The average person looks at their phone 150 times a day.
It is increasingly hard to believe but there once was a time where we didn’t look at our phones every five seconds. Or a time when we didn’t take a picture of what our morning coffee looks like and share it with the entire world. Don’t get me wrong. I am as addicted to technology as the next person, but I do realize the benefits of taking a break once in a while from 24/7 totally wired in. A digital detox is not for the light of heart but it is so important to do every few months (if you have a lifestyle that can support you doing it more than that then go for it).
How do you know you’re in serious need of a digital detox? The first warning signs include:
- You have sore, bruised, or raw thumbs from texting so much
- You get very anxious if you are away from your phone for more than two minutes
- You want to put hashtag before every word
- You check your phone before you even get out of bed
- You Instagram all your food
Research has shown that too much time with technology can disrupt sleep patterns, hinder the ability to think deeply and increase stress so this is really for your own good.

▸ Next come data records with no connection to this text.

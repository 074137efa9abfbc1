use serde::{Deserialize, Serialize};
use serde_json::Value;

/// Tri-state severity for a configured rule. `Off` never appears on a
/// reported problem; it only exists in configuration.
#[derive(Debug, Clone, Copy, PartialEq, Eq, PartialOrd, Ord, Serialize, Deserialize)]
#[serde(rename_all = "lowercase")]
pub enum Severity {
    Off,
    Warn,
    Error,
}

impl Severity {
    pub fn as_str(self) -> &'static str {
        match self {
            Severity::Off => "off",
            Severity::Warn => "warn",
            Severity::Error => "error",
        }
    }

    /// Parses the severity forms accepted in configuration: 0/1/2 or the
    /// strings "off"/"warn"/"error" (case-insensitive).
    pub fn from_config_value(value: &Value) -> Option<Severity> {
        match value {
            Value::Number(n) => match n.as_u64()? {
                0 => Some(Severity::Off),
                1 => Some(Severity::Warn),
                2 => Some(Severity::Error),
                _ => None,
            },
            Value::String(s) => match s.to_ascii_lowercase().as_str() {
                "off" => Some(Severity::Off),
                "warn" => Some(Severity::Warn),
                "error" => Some(Severity::Error),
                _ => None,
            },
            _ => None,
        }
    }
}

/// A proposed replacement of one contiguous byte range with new text.
/// Attached to at most one problem; never mutated after creation.
#[derive(Debug, Clone, PartialEq, Eq, Serialize, Deserialize)]
pub struct Fix {
    pub start: usize,
    pub end: usize,
    pub text: String,
}

impl Fix {
    pub fn replace(start: usize, end: usize, text: impl Into<String>) -> Self {
        Fix {
            start,
            end,
            text: text.into(),
        }
    }

    pub fn remove(start: usize, end: usize) -> Self {
        Fix::replace(start, end, "")
    }

    pub fn insert(at: usize, text: impl Into<String>) -> Self {
        Fix::replace(at, at, text)
    }
}

/// One reported issue. Produced fresh by each analysis pass; never mutated
/// afterwards, only filtered and collected.
#[derive(Debug, Clone, PartialEq, Serialize)]
pub struct Problem {
    #[serde(skip_serializing_if = "Option::is_none")]
    pub rule_id: Option<String>,
    pub severity: Severity,
    pub message: String,
    pub line: u32,
    pub column: u32,
    pub start: usize,
    pub end: usize,
    #[serde(skip_serializing_if = "std::ops::Not::not")]
    pub fatal: bool,
    #[serde(skip_serializing_if = "Option::is_none")]
    pub fix: Option<Fix>,
}

impl Problem {
    /// A plain rule violation at a byte span. Severity is a placeholder
    /// until the driver stamps the configured level.
    pub fn new(message: impl Into<String>, line: u32, column: u32, start: usize, end: usize) -> Self {
        Problem {
            rule_id: None,
            severity: Severity::Warn,
            message: message.into(),
            line,
            column,
            start,
            end,
            fatal: false,
            fix: None,
        }
    }

    pub fn with_fix(mut self, fix: Fix) -> Self {
        self.fix = Some(fix);
        self
    }

    /// The single problem representing a parse failure. Always fix-less.
    pub fn fatal(message: impl Into<String>, line: u32, column: u32, offset: usize) -> Self {
        Problem {
            rule_id: None,
            severity: Severity::Error,
            message: message.into(),
            line,
            column,
            start: offset,
            end: offset,
            fatal: true,
            fix: None,
        }
    }

    pub fn is_error(&self) -> bool {
        self.fatal || self.severity == Severity::Error
    }
}

/// Stable report order: byte span, then rule id.
pub fn sort_problems(problems: &mut [Problem]) {
    problems.sort_by(|a, b| {
        a.start
            .cmp(&b.start)
            .then_with(|| a.end.cmp(&b.end))
            .then_with(|| a.rule_id.cmp(&b.rule_id))
    });
}
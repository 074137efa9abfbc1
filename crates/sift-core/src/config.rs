use std::collections::BTreeMap;
use std::error::Error;
use std::fmt;
use std::fs;
use std::path::{Path, PathBuf};

use serde::{Deserialize, Deserializer, Serialize};
use serde_json::Value;

use crate::problem::Severity;

/// Fragment file names recognized during the discovery walk, in lookup
/// order. The first present in a directory wins.
pub const CONFIG_FILE_NAMES: &[&str] = &[".siftrc.json", "sift.config.json"];

/// One configuration layer, as written by a user. All keys optional;
/// absent keys contribute nothing to the merge.
#[derive(Debug, Clone, Default, PartialEq, Serialize, Deserialize)]
#[serde(default)]
pub struct ConfigFragment {
    pub root: bool,
    #[serde(deserialize_with = "string_or_list")]
    pub extends: Vec<String>,
    pub parser: Option<String>,
    #[serde(rename = "parserOptions")]
    pub parser_options: BTreeMap<String, Value>,
    pub plugins: Vec<String>,
    pub env: BTreeMap<String, bool>,
    pub globals: BTreeMap<String, Value>,
    pub rules: BTreeMap<String, Value>,
}

fn string_or_list<'de, D>(deserializer: D) -> Result<Vec<String>, D::Error>
where
    D: Deserializer<'de>,
{
    #[derive(Deserialize)]
    #[serde(untagged)]
    enum OneOrMany {
        One(String),
        Many(Vec<String>),
    }
    Ok(match OneOrMany::deserialize(deserializer)? {
        OneOrMany::One(s) => vec![s],
        OneOrMany::Many(v) => v,
    })
}

/// Where a caller-supplied configuration comes from. Resolved to a fragment
/// exactly once, when the resolver is constructed.
#[derive(Debug, Clone)]
pub enum ConfigSource {
    Inline(ConfigFragment),
    FilePath(PathBuf),
}

impl ConfigSource {
    pub fn describe(&self) -> String {
        match self {
            ConfigSource::Inline(_) => "inline configuration".to_string(),
            ConfigSource::FilePath(path) => path.display().to_string(),
        }
    }
}

#[derive(Debug)]
pub enum ConfigError {
    NoConfigFound {
        directory: PathBuf,
        files_examined: Vec<String>,
    },
    Io {
        path: PathBuf,
        detail: String,
    },
    Parse {
        path: PathBuf,
        detail: String,
    },
    ExtendsCycle {
        path: PathBuf,
    },
    InvalidSeverity {
        rule_id: String,
        value: Value,
        source: String,
    },
    InvalidRuleOptions {
        rule_id: String,
        detail: String,
        source: String,
    },
    UnknownEnvironment {
        name: String,
        source: String,
    },
}

impl fmt::Display for ConfigError {
    fn fmt(&self, f: &mut fmt::Formatter<'_>) -> fmt::Result {
        match self {
            ConfigError::NoConfigFound {
                directory,
                files_examined,
            } => write!(
                f,
                "no configuration found for directory '{}' (looked for {})",
                directory.display(),
                files_examined.join(", ")
            ),
            ConfigError::Io { path, detail } => {
                write!(f, "cannot read config file '{}': {detail}", path.display())
            }
            ConfigError::Parse { path, detail } => {
                write!(f, "cannot parse config file '{}': {detail}", path.display())
            }
            ConfigError::ExtendsCycle { path } => {
                write!(f, "extends cycle through '{}'", path.display())
            }
            ConfigError::InvalidSeverity {
                rule_id,
                value,
                source,
            } => write!(
                f,
                "{source}: rule '{rule_id}' has invalid severity {value} \
                 (expected 0, 1, 2, \"off\", \"warn\", or \"error\")"
            ),
            ConfigError::InvalidRuleOptions {
                rule_id,
                detail,
                source,
            } => write!(f, "{source}: rule '{rule_id}' has invalid options: {detail}"),
            ConfigError::UnknownEnvironment { name, source } => {
                write!(f, "{source}: environment '{name}' is not defined")
            }
        }
    }
}

impl Error for ConfigError {}

/// Merges `over` on top of `base`. Map-valued keys merge entry by entry with
/// `over` winning; scalars replace when present; plugin lists union in order.
/// `extends` is consumed at load time and never survives a merge.
pub fn merge(base: &ConfigFragment, over: &ConfigFragment) -> ConfigFragment {
    let mut out = ConfigFragment {
        root: base.root || over.root,
        extends: Vec::new(),
        parser: over.parser.clone().or_else(|| base.parser.clone()),
        parser_options: base.parser_options.clone(),
        plugins: base.plugins.clone(),
        env: base.env.clone(),
        globals: base.globals.clone(),
        rules: base.rules.clone(),
    };
    for (k, v) in &over.parser_options {
        out.parser_options.insert(k.clone(), v.clone());
    }
    for plugin in &over.plugins {
        if !out.plugins.contains(plugin) {
            out.plugins.push(plugin.clone());
        }
    }
    for (k, v) in &over.env {
        out.env.insert(k.clone(), *v);
    }
    for (k, v) in &over.globals {
        out.globals.insert(k.clone(), v.clone());
    }
    for (k, v) in &over.rules {
        out.rules.insert(k.clone(), v.clone());
    }
    out
}

fn read_fragment(path: &Path) -> Result<ConfigFragment, ConfigError> {
    let text = fs::read_to_string(path).map_err(|err| ConfigError::Io {
        path: path.to_path_buf(),
        detail: err.to_string(),
    })?;
    serde_json::from_str(&text).map_err(|err| ConfigError::Parse {
        path: path.to_path_buf(),
        detail: err.to_string(),
    })
}

/// Loads a fragment file and flattens its `extends` chain: referenced files
/// resolve relative to the referencing fragment and apply depth-first at
/// lower precedence than the fragment itself.
pub fn load_fragment(path: &Path) -> Result<ConfigFragment, ConfigError> {
    let mut visiting = Vec::new();
    load_with_extends(path, &mut visiting)
}

fn load_with_extends(
    path: &Path,
    visiting: &mut Vec<PathBuf>,
) -> Result<ConfigFragment, ConfigError> {
    if visiting.iter().any(|p| p == path) {
        return Err(ConfigError::ExtendsCycle {
            path: path.to_path_buf(),
        });
    }
    visiting.push(path.to_path_buf());

    let own = read_fragment(path)?;
    let base_dir = path.parent().unwrap_or_else(|| Path::new("."));
    let mut merged = ConfigFragment::default();
    for reference in &own.extends {
        let target = base_dir.join(reference);
        let parent = load_with_extends(&target, visiting)?;
        merged = merge(&merged, &parent);
    }
    let mut out = merge(&merged, &own);
    // root only applies where it was written, not where it was extended from
    out.root = own.root;

    visiting.pop();
    Ok(out)
}

/// A fully enabled rule after validation: severity plus schema-checked
/// positional options.
#[derive(Debug, Clone, PartialEq, Serialize)]
pub struct RuleSetting {
    pub severity: Severity,
    pub options: Vec<Value>,
}

/// The final configuration applied to files in one directory. Built once
/// per directory by the resolver and shared behind an `Arc`.
#[derive(Debug, Clone, PartialEq, Serialize)]
pub struct EffectiveConfiguration {
    pub parser: String,
    #[serde(rename = "parserOptions")]
    pub parser_options: BTreeMap<String, Value>,
    pub plugins: Vec<String>,
    pub env: Vec<String>,
    pub globals: BTreeMap<String, Value>,
    pub rules: BTreeMap<String, RuleSetting>,
}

So, you admit it. You’re a technology addict and you need to go to rehab. A digital detox sounds amazing. But how do you start?
1. Decide on a goal
A detox from technology doesn’t mean you have to live like an Amish person. If you can only start small, something as little as turning off your phone at night or only checking your email once on the weekend makes a huge difference. Figure out what is going to be most logical for you (meaning it won’t jeopardize your job and your kids are still able to get a hold of you). If you are able to set a bigger or longer detox goal, maybe coordinating with a vacation, absolutely go for it!
2. Prepare for withdrawal symptoms
It is not going to be easy. You are going to want to reach for your phone….A LOT. You may get a little bored and worry about what you’re missing or not responding to. Just because your phone is out of sight, doesn’t mean it’s out of mind. But eventually, your “cravings” will become less intense and less frequent. It will pass!
3. Set a time limit
One of the best ways to start a detox is just to cut back on your time on technology (it’s tough to go totally cold turkey). You could just ask a friend to come rip the phone out of your hand or you could use apps that prevent your use. Try using Freedom which blocks the internet entirely for up to eight hours! Or try Anti-Social. This app blocks social media sites like Facebook, Twitter, and YouTube so you have to communicate with the people around you the old fashioned way: talking face to face! Also, turn off notifications. You don’t need to know when someone likes your photo on Instagram.
4. Get some help from your friends
Tell your friends and family about what you are doing so they can hold you accountable and support you. Trying a digital detox with a friend or partner will give you someone to talk about the withdrawal symptoms, and to make sure you don’t cheat. Plus, with no internet, humans doing stuff is your next most viable form of entertainment.
5. Keep a journal
Every time you want to check your email or your Twitter, write about it in a journal. Or, every time you want to text someone, write your message down on paper. You can take a picture of the handwritten note later and send it to them (if you’ve allowed yourself a few hours a day with technology). Observe why you feel the need to do things and share things so instantaneously. You could learn a lot about your technology addiction from taking the time to reflect.
6. Make it count
The whole purpose of this detox is to be in the moment and see what you have been missing. Schedule a dinner with friends or family and really pay attention. Take a day trip. Heck, just go down a street you have never been down before or just look around your street (you’ve probably missed some things because you’ve been on your phone while walking!). Choose something special that you want to savor and truly appreciate, and do it without taking any pictures. No photo evidence. Aren’t those the best memories, anyways?